What we want to avoid, I would argue, is a repeat of what is now the conventional narrative of the Great Depression: It was capitalism that caused the crash, it was Hoover's inaction that turned it into a Great Depression, and it was FDR's interventions that saved us. As we now know, that's wrong on all three counts, particularly on the issue of Hoover's inaction. He was quite the interventionist and those programs, picked up later by FDR, made matters much worse. The analogy to the current situation is pretty striking.


That's about the size of it, and I don't think there's anything we can do to stop the "FDR reincarnated" narrative from taking root. Or, rather, I doubt Horwitz on the following:

[I]f one really believes this bailout will make matters worse, especially significantly worse, I think it's a reason to vote/root for Obama. ... With Obama in office, and things going south, it might be more akin to the late 70s under Carter, where the blame is less likely to be laid at the feet of markets.


I'm not that optimistic.
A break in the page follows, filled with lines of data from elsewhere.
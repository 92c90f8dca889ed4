use bevy::prelude::*;
use serde::Deserialize;
use std::{fs, path::Path};

#[derive(Debug, Deserialize, Resource, Clone, PartialEq)]
#[serde(default)]
pub struct WindowConfig {
    pub width: f32,
    pub height: f32,
    pub title: String,
    #[serde(rename = "autoClose")]
    pub auto_close: f32,
}
impl Default for WindowConfig {
    fn default() -> Self {
        Self {
            width: 960.0,
            height: 540.0,
            title: "Infinite Balloons/Infinite Bullets".into(),
            auto_close: 0.0,
        }
    }
}

#[derive(Debug, Deserialize, Clone, PartialEq)]
#[serde(default)]
pub struct SimConfig {
    /// Fixed simulation rate; gameplay speeds are expressed per step.
    pub step_hz: f64,
}
impl Default for SimConfig {
    fn default() -> Self {
        Self { step_hz: 60.0 }
    }
}

#[derive(Debug, Deserialize, Clone, PartialEq)]
#[serde(default)]
pub struct BalloonConfig {
    /// Pixels climbed per step while floating.
    pub rise_speed: f32,
    /// Pixels dropped per step while falling.
    pub fall_speed: f32,
    /// Steps the burst flash is held before the remnant starts falling.
    pub pop_steps: u32,
    /// Launch roll: a tethered balloon lifts off when
    /// `rng(0..launch_die) % launch_divisor == 0`.
    pub launch_die: u32,
    pub launch_divisor: u32,
    /// Full period (in dropped pixels) of the falling-frame flutter.
    pub flutter_period: f32,
}
impl Default for BalloonConfig {
    fn default() -> Self {
        Self {
            rise_speed: 1.0,
            fall_speed: 1.0,
            pop_steps: 10,
            launch_die: 100,
            launch_divisor: 11,
            flutter_period: 20.0,
        }
    }
}

#[derive(Debug, Deserialize, Clone, PartialEq)]
#[serde(default)]
pub struct BulletConfig {
    /// Upper bound on dots drawn per stream.
    pub max_dots: usize,
    /// The marching phase cycles `0..march_modulus` while firing.
    pub march_modulus: u32,
}
impl Default for BulletConfig {
    fn default() -> Self {
        Self {
            max_dots: 50,
            march_modulus: 10,
        }
    }
}

#[derive(Debug, Deserialize, Clone, PartialEq)]
#[serde(default)]
pub struct CloudConfig {
    /// Pixels drifted rightward per step.
    pub drift_speed: f32,
    /// Vertical spacing between cloud rows.
    pub vertical_gap: f32,
    /// Offset of the first cloud row from the top edge.
    pub top_margin: f32,
}
impl Default for CloudConfig {
    fn default() -> Self {
        Self {
            drift_speed: 1.0,
            vertical_gap: 30.0,
            top_margin: 30.0,
        }
    }
}

#[derive(Debug, Deserialize, Resource, Clone, PartialEq, Default)]
#[serde(default)]
pub struct GameConfig {
    pub window: WindowConfig,
    pub sim: SimConfig,
    pub balloons: BalloonConfig,
    pub bullets: BulletConfig,
    pub clouds: CloudConfig,
}

impl GameConfig {
    pub fn load_from_file(path: impl AsRef<Path>) -> Result<Self, String> {
        let data = fs::read_to_string(&path).map_err(|e| format!("read config: {e}"))?;
        ron::from_str(&data).map_err(|e| format!("parse RON: {e}"))
    }

    #[allow(dead_code)]
    pub fn load_or_default(path: impl AsRef<Path>) -> (Self, Option<String>) {
        match Self::load_from_file(&path) {
            Ok(cfg) => (cfg, None),
            Err(e) => (Self::default(), Some(e)),
        }
    }

    /// Merge every readable file in `paths` (later files win per key) and
    /// deserialize the result. Unreadable or unparsable files are reported,
    /// never fatal.
    pub fn load_layered<P, I>(paths: I) -> (Self, Vec<String>, Vec<String>)
    where
        P: AsRef<Path>,
        I: IntoIterator<Item = P>,
    {
        use ron::value::Value;
        let mut merged: Option<Value> = None;
        let mut used = Vec::new();
        let mut errors = Vec::new();
        fn merge_value(base: &mut ron::value::Value, overlay: ron::value::Value) {
            use ron::value::Value;
            match (base, overlay) {
                (Value::Map(bm), Value::Map(om)) => {
                    for (k, v) in om.into_iter() {
                        let mut incoming = Some(v);
                        let mut replaced = false;
                        for (ek, ev) in bm.iter_mut() {
                            if *ek == k {
                                merge_value(ev, incoming.take().unwrap());
                                replaced = true;
                                break;
                            }
                        }
                        if !replaced {
                            bm.insert(k, incoming.unwrap());
                        }
                    }
                }
                (b, o) => *b = o,
            }
        }
        for p in paths {
            let path_ref = p.as_ref();
            match fs::read_to_string(path_ref) {
                Ok(txt) => match ron::from_str::<Value>(&txt) {
                    Ok(val) => {
                        if let Some(cur) = &mut merged {
                            merge_value(cur, val);
                        } else {
                            merged = Some(val);
                        }
                        used.push(path_ref.as_os_str().to_string_lossy().to_string());
                    }
                    Err(e) => errors.push(format!("{}: parse error: {e}", path_ref.display())),
                },
                Err(e) => errors.push(format!("{}: read error: {e}", path_ref.display())),
            }
        }
        if let Some(val) = merged {
            match val.clone().into_rust::<GameConfig>() {
                Ok(cfg) => (cfg, used, errors),
                Err(e) => (GameConfig::default(), used, {
                    let mut evec = errors;
                    evec.push(format!(
                        "failed to deserialize merged config; using defaults: {e}"
                    ));
                    evec
                }),
            }
        } else {
            (GameConfig::default(), used, errors)
        }
    }

    /// Non-fatal sanity pass; each returned string is logged as a warning.
    pub fn validate(&self) -> Vec<String> {
        let mut w = Vec::new();
        if self.window.width <= 0.0 || self.window.height <= 0.0 {
            w.push("window dimensions must be > 0".into());
        }
        if self.window.auto_close < 0.0 {
            w.push(format!(
                "window.autoClose {} negative -> treated as disabled (should be >= 0)",
                self.window.auto_close
            ));
        }
        if self.sim.step_hz <= 0.0 {
            w.push(format!(
                "sim.step_hz {} must be > 0; gameplay will not advance",
                self.sim.step_hz
            ));
        } else if self.sim.step_hz > 1000.0 {
            w.push(format!("sim.step_hz {} very high", self.sim.step_hz));
        }
        let b = &self.balloons;
        if b.rise_speed <= 0.0 {
            w.push("balloons.rise_speed must be > 0; balloons never climb".into());
        }
        if b.fall_speed <= 0.0 {
            w.push("balloons.fall_speed must be > 0; popped balloons hang forever".into());
        }
        if b.pop_steps == 0 {
            w.push("balloons.pop_steps is 0; burst flash will never be visible".into());
        }
        if b.launch_divisor == 0 {
            w.push("balloons.launch_divisor must be > 0 (used as a modulus)".into());
        }
        if b.launch_die == 0 {
            w.push("balloons.launch_die must be > 0 (rng range)".into());
        } else if b.launch_divisor > b.launch_die {
            w.push(format!(
                "balloons.launch_divisor {} exceeds launch_die {}; only roll 0 launches",
                b.launch_divisor, b.launch_die
            ));
        }
        if b.flutter_period <= 0.0 {
            w.push("balloons.flutter_period must be > 0".into());
        }
        if self.bullets.max_dots == 0 {
            w.push("bullets.max_dots is 0; streams will be invisible".into());
        }
        if self.bullets.march_modulus == 0 {
            w.push("bullets.march_modulus must be > 0 (phase wraps modulo it)".into());
        }
        if self.clouds.drift_speed < 0.0 {
            w.push("clouds.drift_speed negative; clouds drift against the wrap direction".into());
        }
        if self.clouds.vertical_gap < 0.0 {
            w.push("clouds.vertical_gap negative -> overlapping rows".into());
        }
        w
    }
}
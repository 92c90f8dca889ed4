//! Debug module: feature gated runtime stats & logging.
//! Built only when compiled with `--features debug`.

#[cfg(feature = "debug")]
mod logging;
#[cfg(feature = "debug")]
mod stats;

#[cfg(feature = "debug")]
pub use stats::DebugStats;

use bevy::prelude::*;

pub struct DebugPlugin;

impl Plugin for DebugPlugin {
    fn build(&self, app: &mut App) {
        #[cfg(feature = "debug")]
        {
            app.init_resource::<stats::DebugStats>()
                .init_resource::<logging::DebugLogState>()
                .add_systems(
                    Update,
                    (
                        stats::collect_stats,
                        logging::debug_logging_system.after(stats::collect_stats),
                    ),
                );
        }
        #[cfg(not(feature = "debug"))]
        let _ = app;
    }
}
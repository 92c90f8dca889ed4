//! Input-control abstraction: one `Control` implementation per input device,
//! chosen on the intro screen. Gameplay only ever reads `CrosshairState`.

use bevy::input::gamepad::{GamepadConnection, GamepadConnectionEvent};
use bevy::prelude::*;

use crate::app::state::AppState;
use crate::core::system::system_order::ControlSampleSet;

/// Per-frame snapshot of raw input, sampled once from engine resources.
#[derive(Debug, Clone, Copy, Default)]
pub struct ControlContext {
    /// Cursor position in screen px (top-left origin), if inside the window.
    pub cursor: Option<Vec2>,
    pub mouse_pressed: bool,
    /// Left analog stick of the first connected gamepad, -1..1 per axis
    /// (y is up-positive).
    pub pad_stick: Option<Vec2>,
    pub pad_pressed: bool,
    /// Half the window size; pad position is mapped around it.
    pub half_extent: Vec2,
}

/// A crosshair driver. Implementations are pure state machines over
/// `ControlContext`, so they stay testable without an engine loop.
pub trait Control: Send + Sync + 'static {
    fn update(&mut self, ctx: &ControlContext);
    /// Crosshair position in screen px (top-left origin).
    fn position(&self) -> Vec2;
    fn is_firing(&self) -> bool;
}

#[derive(Debug, Default)]
pub struct MouseControl {
    pos: Vec2,
    pressed: bool,
}

impl Control for MouseControl {
    fn update(&mut self, ctx: &ControlContext) {
        if let Some(cursor) = ctx.cursor {
            self.pos = cursor;
        }
        self.pressed = ctx.mouse_pressed;
    }

    fn position(&self) -> Vec2 {
        self.pos
    }

    fn is_firing(&self) -> bool {
        self.pressed
    }
}

#[derive(Debug, Default)]
pub struct PadControl {
    pos: Vec2,
    pressed: bool,
}

impl Control for PadControl {
    fn update(&mut self, ctx: &ControlContext) {
        if let Some(stick) = ctx.pad_stick {
            // Stick y is up-positive; screen y grows downward.
            self.pos = Vec2::new(
                ctx.half_extent.x + ctx.half_extent.x * stick.x,
                ctx.half_extent.y - ctx.half_extent.y * stick.y,
            );
        }
        self.pressed = ctx.pad_pressed;
    }

    fn position(&self) -> Vec2 {
        self.pos
    }

    fn is_firing(&self) -> bool {
        self.pressed
    }
}

/// The control scheme picked on the intro screen.
#[derive(Resource)]
pub struct ActiveControl(pub Box<dyn Control>);

/// Output of the active control, read by every gameplay system.
#[derive(Resource, Debug, Clone, Copy, Default)]
pub struct CrosshairState {
    /// Screen px, top-left origin.
    pub screen_pos: Vec2,
    pub firing: bool,
}

/// Buttons that count as the trigger on a standard pad: any face button,
/// shoulder or trigger.
pub const FIRE_BUTTONS: &[GamepadButton] = &[
    GamepadButton::South,
    GamepadButton::East,
    GamepadButton::West,
    GamepadButton::North,
    GamepadButton::LeftTrigger,
    GamepadButton::RightTrigger,
    GamepadButton::LeftTrigger2,
    GamepadButton::RightTrigger2,
];

pub fn any_fire_pressed<'a, I>(gamepads: I) -> bool
where
    I: IntoIterator<Item = &'a Gamepad>,
{
    gamepads
        .into_iter()
        .any(|pad| FIRE_BUTTONS.iter().any(|b| pad.pressed(*b)))
}

pub fn any_fire_just_pressed<'a, I>(gamepads: I) -> bool
where
    I: IntoIterator<Item = &'a Gamepad>,
{
    gamepads
        .into_iter()
        .any(|pad| FIRE_BUTTONS.iter().any(|b| pad.just_pressed(*b)))
}

pub struct ControlPlugin;

impl Plugin for ControlPlugin {
    fn build(&self, app: &mut App) {
        app.init_resource::<CrosshairState>()
            .add_systems(
                Update,
                drive_active_control
                    .in_set(ControlSampleSet)
                    .run_if(in_state(AppState::Running)),
            )
            .add_systems(Update, log_gamepad_connections)
            .add_systems(OnEnter(AppState::Intro), drop_active_control);
    }
}

fn drive_active_control(
    windows: Query<&Window>,
    buttons: Res<ButtonInput<MouseButton>>,
    gamepads: Query<&Gamepad>,
    active: Option<ResMut<ActiveControl>>,
    mut crosshair: ResMut<CrosshairState>,
) {
    let Some(mut active) = active else {
        return;
    };
    let Ok(window) = windows.single() else {
        return;
    };
    let ctx = ControlContext {
        cursor: window.cursor_position(),
        mouse_pressed: buttons.pressed(MouseButton::Left),
        pad_stick: gamepads.iter().next().map(|pad| pad.left_stick()),
        pad_pressed: any_fire_pressed(gamepads.iter()),
        half_extent: Vec2::new(window.width(), window.height()) * 0.5,
    };
    active.0.update(&ctx);
    *crosshair = CrosshairState {
        screen_pos: active.0.position(),
        firing: active.0.is_firing(),
    };
}

fn drop_active_control(mut commands: Commands, mut crosshair: ResMut<CrosshairState>) {
    commands.remove_resource::<ActiveControl>();
    *crosshair = CrosshairState::default();
}

fn log_gamepad_connections(mut events: EventReader<GamepadConnectionEvent>) {
    for ev in events.read() {
        match &ev.connection {
            GamepadConnection::Connected { name, .. } => {
                info!(target: "control", "gamepad connected: {name}");
            }
            GamepadConnection::Disconnected => {
                info!(target: "control", "gamepad disconnected");
            }
        }
    }
}
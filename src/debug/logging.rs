use bevy::prelude::*;

use super::stats::DebugStats;

#[derive(Resource)]
pub struct DebugLogState {
    pub time_accum: f32,
    pub log_interval: f32,
}

impl Default for DebugLogState {
    fn default() -> Self {
        Self {
            time_accum: 0.0,
            log_interval: 1.0,
        }
    }
}

pub fn debug_logging_system(
    time: Res<Time>,
    mut state: ResMut<DebugLogState>,
    stats: Res<DebugStats>,
) {
    state.time_accum += time.delta_secs();
    if state.time_accum >= state.log_interval {
        state.time_accum = 0.0;
        info!(
            "SIM t={:.3}s wait={} float={} popped={} falling={} firing={} cx=({:.0},{:.0})",
            time.elapsed_secs(),
            stats.waiting,
            stats.floating,
            stats.popped,
            stats.falling,
            stats.firing,
            stats.crosshair.x,
            stats.crosshair.y
        );
    }
}
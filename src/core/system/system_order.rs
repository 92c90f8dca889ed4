//! Central system ordering labels to make the per-frame sequence explicit.
//! Stages (high-level):
//! 1. ControlSample (active control polls input, publishes crosshair state)
//! 2. SimStep (fixed-rate balloon/bullet/cloud stepping)
//! 3. VisualSync (screen-space fields written into sprite transforms)
//! 4. Rendering (implicit)
use bevy::prelude::*;

#[derive(SystemSet, Debug, Hash, PartialEq, Eq, Clone)]
pub struct ControlSampleSet; // input polled before anything reads CrosshairState

#[derive(SystemSet, Debug, Hash, PartialEq, Eq, Clone)]
pub struct SimStepSet; // fixed-timestep gameplay stepping

#[derive(SystemSet, Debug, Hash, PartialEq, Eq, Clone)]
pub struct VisualSyncSet; // transforms/visibility derived from sim state
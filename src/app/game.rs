use bevy::prelude::*;

use crate::app::state::AppState;
use crate::core::system::system_order::{ControlSampleSet, SimStepSet, VisualSyncSet};
use crate::debug::DebugPlugin;
use crate::gameplay::balloon::BalloonPlugin;
use crate::gameplay::bullet::BulletStreamPlugin;
use crate::gameplay::cloud::CloudPlugin;
use crate::gameplay::crosshair::CrosshairPlugin;
use crate::gameplay::field::FieldPlugin;
use crate::gameplay::intro::IntroPlugin;
use crate::gameplay::GameRng;
use crate::interaction::control::ControlPlugin;
use crate::interaction::session::auto_close::AutoClosePlugin;
use crate::rendering::camera::camera::CameraPlugin;
use crate::rendering::sprites::SpriteAssetsPlugin;

pub struct GamePlugin;

impl Plugin for GamePlugin {
    fn build(&self, app: &mut App) {
        app.init_state::<AppState>()
            .init_resource::<GameRng>()
            .configure_sets(
                Update,
                (ControlSampleSet, VisualSyncSet.after(ControlSampleSet)),
            )
            .configure_sets(FixedUpdate, SimStepSet)
            .add_plugins((
                CameraPlugin,
                SpriteAssetsPlugin,
                ControlPlugin,
                IntroPlugin,
                FieldPlugin,
                BalloonPlugin,
                BulletStreamPlugin,
                CloudPlugin,
                CrosshairPlugin,
                AutoClosePlugin,
                DebugPlugin,
            ));
    }
}
use bevy::prelude::*;

/// High-level app lifecycle state.
/// Intro -> Running (a resize during play drops back to Intro).
#[derive(States, Debug, Clone, Copy, Eq, PartialEq, Hash, Default)]
pub enum AppState {
    /// Instruction screen; the first input device used picks the control scheme.
    #[default]
    Intro,
    /// Active gameplay with a chosen control scheme.
    Running,
}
If McCain won the election, he and Palin might finally kill off their party for good and leave the field open to a real pro-market, pro-freedom opposition party (assuming one can be put together -- I'm trying, folks, I'm trying).

Obama, on the other hand, may very well be the next FDR with all that that entails ... and his presidency will either destroy the Republican Party as surely as a McCain/Palin presidency would, or else give GOP leisure to refurbish the useful myth that they're something other than the party of big government they are and always have been.

Meanwhile, the Libertarian Party chose this, of all election cycles, to cast itself in the role of "rat swimming toward a sinking ship," wasting its presidential and vice-presidential nominations on two Republicans who are if anything less appealing than McCain/Palin (at least it feels that way ... but I'm not sure that's even possible).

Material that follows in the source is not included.